[Opening Records for this exercise section]
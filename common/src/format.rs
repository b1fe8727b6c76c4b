//! 表示用の文字列整形
//!
//! タイムゾーン変換そのものはブラウザ側（Intl）で行い、
//! ここでは受け取った文字列の後処理と時刻の解析・比較だけを扱う。

use chrono::{DateTime, NaiveDate, NaiveDateTime, Utc};
use regex::Regex;

/// 表示できない値のプレースホルダ
pub const NOT_AVAILABLE: &str = "Not available";

/// 3桁区切り（`12345` → `"12,345"`）
pub fn format_count(n: u64) -> String {
    let digits = n.to_string();
    let mut out = String::with_capacity(digits.len() + digits.len() / 3);
    for (i, ch) in digits.chars().enumerate() {
        if i > 0 && (digits.len() - i) % 3 == 0 {
            out.push(',');
        }
        out.push(ch);
    }
    out
}

/// 空白の連続を `-` にしてDOM IDに使う
pub fn slug(name: &str) -> String {
    name.split_whitespace().collect::<Vec<_>>().join("-")
}

/// タイムゾーン指定の無い時刻文字列をUTCとして扱うため `Z` を付ける
pub fn normalize_utc(timestamp: &str) -> String {
    lazy_static::lazy_static! {
        static ref OFFSET_RE: Regex = Regex::new(r"[+-]\d{2}:\d{2}$").unwrap();
    }
    let trimmed = timestamp.trim();
    if trimmed.ends_with('Z') || OFFSET_RE.is_match(trimmed) {
        trimmed.to_string()
    } else {
        format!("{}Z", trimmed)
    }
}

/// APIの時刻文字列を解析する
///
/// RFC 3339、タイムゾーン無しの日時（UTC扱い）、日付のみに対応。
pub fn parse_timestamp(timestamp: &str) -> Option<DateTime<Utc>> {
    let trimmed = timestamp.trim();
    if trimmed.is_empty() {
        return None;
    }
    if let Ok(dt) = DateTime::parse_from_rfc3339(&normalize_utc(trimmed)) {
        return Some(dt.with_timezone(&Utc));
    }
    for fmt in ["%Y-%m-%dT%H:%M:%S%.f", "%Y-%m-%d %H:%M:%S%.f", "%Y-%m-%d %H:%M"] {
        if let Ok(naive) = NaiveDateTime::parse_from_str(trimmed, fmt) {
            return Some(naive.and_utc());
        }
    }
    NaiveDate::parse_from_str(trimmed, "%Y-%m-%d")
        .ok()
        .and_then(|d| d.and_hms_opt(0, 0, 0))
        .map(|naive| naive.and_utc())
}

/// `AM` / `PM` を `a.m.` / `p.m.` に
pub fn meridiem_lower(text: &str) -> String {
    lazy_static::lazy_static! {
        static ref AM_RE: Regex = Regex::new(r"(?i)\bAM\b").unwrap();
        static ref PM_RE: Regex = Regex::new(r"(?i)\bPM\b").unwrap();
    }
    let text = AM_RE.replace_all(text, "a.m.");
    PM_RE.replace_all(&text, "p.m.").into_owned()
}

/// 月名をAP式の略記に（March〜Julyはそのまま）
pub fn abbreviate_month(date: &str) -> String {
    const MONTHS: &[(&str, &str)] = &[
        ("January", "Jan."),
        ("February", "Feb."),
        ("August", "Aug."),
        ("September", "Sept."),
        ("October", "Oct."),
        ("November", "Nov."),
        ("December", "Dec."),
    ];
    MONTHS
        .iter()
        .fold(date.to_string(), |acc, (full, short)| acc.replace(full, short))
}

/// 「最終更新」表示
///
/// `time` はIntlの `"3:45 PM"`、`date` は `"November 3, 2025"` 形式を想定し、
/// `"3:45 p.m. Nov. 3, 2025"` を返す。どちらかが空なら "Not available"。
pub fn database_time_label(time: &str, date: &str) -> String {
    let (time, date) = (time.trim(), date.trim());
    if time.is_empty() || date.is_empty() || time == "Invalid Date" || date == "Invalid Date" {
        return NOT_AVAILABLE.to_string();
    }
    meridiem_lower(&format!("{} {}", time, abbreviate_month(date)))
}

/// 長い名前を `max` 文字で切って `...` を付ける
pub fn truncate_label(text: &str, max: usize) -> String {
    match text.char_indices().nth(max) {
        Some((cut, _)) => format!("{}...", &text[..cut]),
        None => text.to_string(),
    }
}

/// HTML断片に埋め込む文字列のエスケープ
pub fn escape_html(text: &str) -> String {
    let mut out = String::with_capacity(text.len());
    for ch in text.chars() {
        match ch {
            '&' => out.push_str("&amp;"),
            '<' => out.push_str("&lt;"),
            '>' => out.push_str("&gt;"),
            '"' => out.push_str("&quot;"),
            '\'' => out.push_str("&#39;"),
            _ => out.push(ch),
        }
    }
    out
}

/// CSSの `url("...")` 値。引用符とバックスラッシュをエスケープし、改行などの制御文字は落とす
pub fn css_url(url: &str) -> String {
    let mut out = String::with_capacity(url.len() + 7);
    out.push_str("url(\"");
    for ch in url.chars() {
        match ch {
            '"' => out.push_str("\\\""),
            '\\' => out.push_str("\\\\"),
            c if c.is_control() => {}
            c => out.push(c),
        }
    }
    out.push_str("\")");
    out
}

/// 色指定として使える文字だけなら返す（`#rrggbb`、色名、`rgb(...)` など）
pub fn css_color(text: &str) -> Option<&str> {
    let text = text.trim();
    let valid = !text.is_empty()
        && text
            .chars()
            .all(|c| c.is_ascii_alphanumeric() || matches!(c, '#' | '(' | ')' | ',' | '.' | '%' | ' ' | '-'));
    valid.then_some(text)
}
[Closing Records for this exercise section]
§ The problem: Wherever a line in the data above holds the word "trimmed", copy that line.

§ Expected answer:
    let trimmed = timestamp.trim();
    if trimmed.ends_with('Z') || OFFSET_RE.is_match(trimmed) {
        trimmed.to_string()
        format!("{}Z", trimmed)
    let trimmed = timestamp.trim();
    if trimmed.is_empty() {
    if let Ok(dt) = DateTime::parse_from_rfc3339(&normalize_utc(trimmed)) {
        if let Ok(naive) = NaiveDateTime::parse_from_str(trimmed, fmt) {
    NaiveDate::parse_from_str(trimmed, "%Y-%m-%d")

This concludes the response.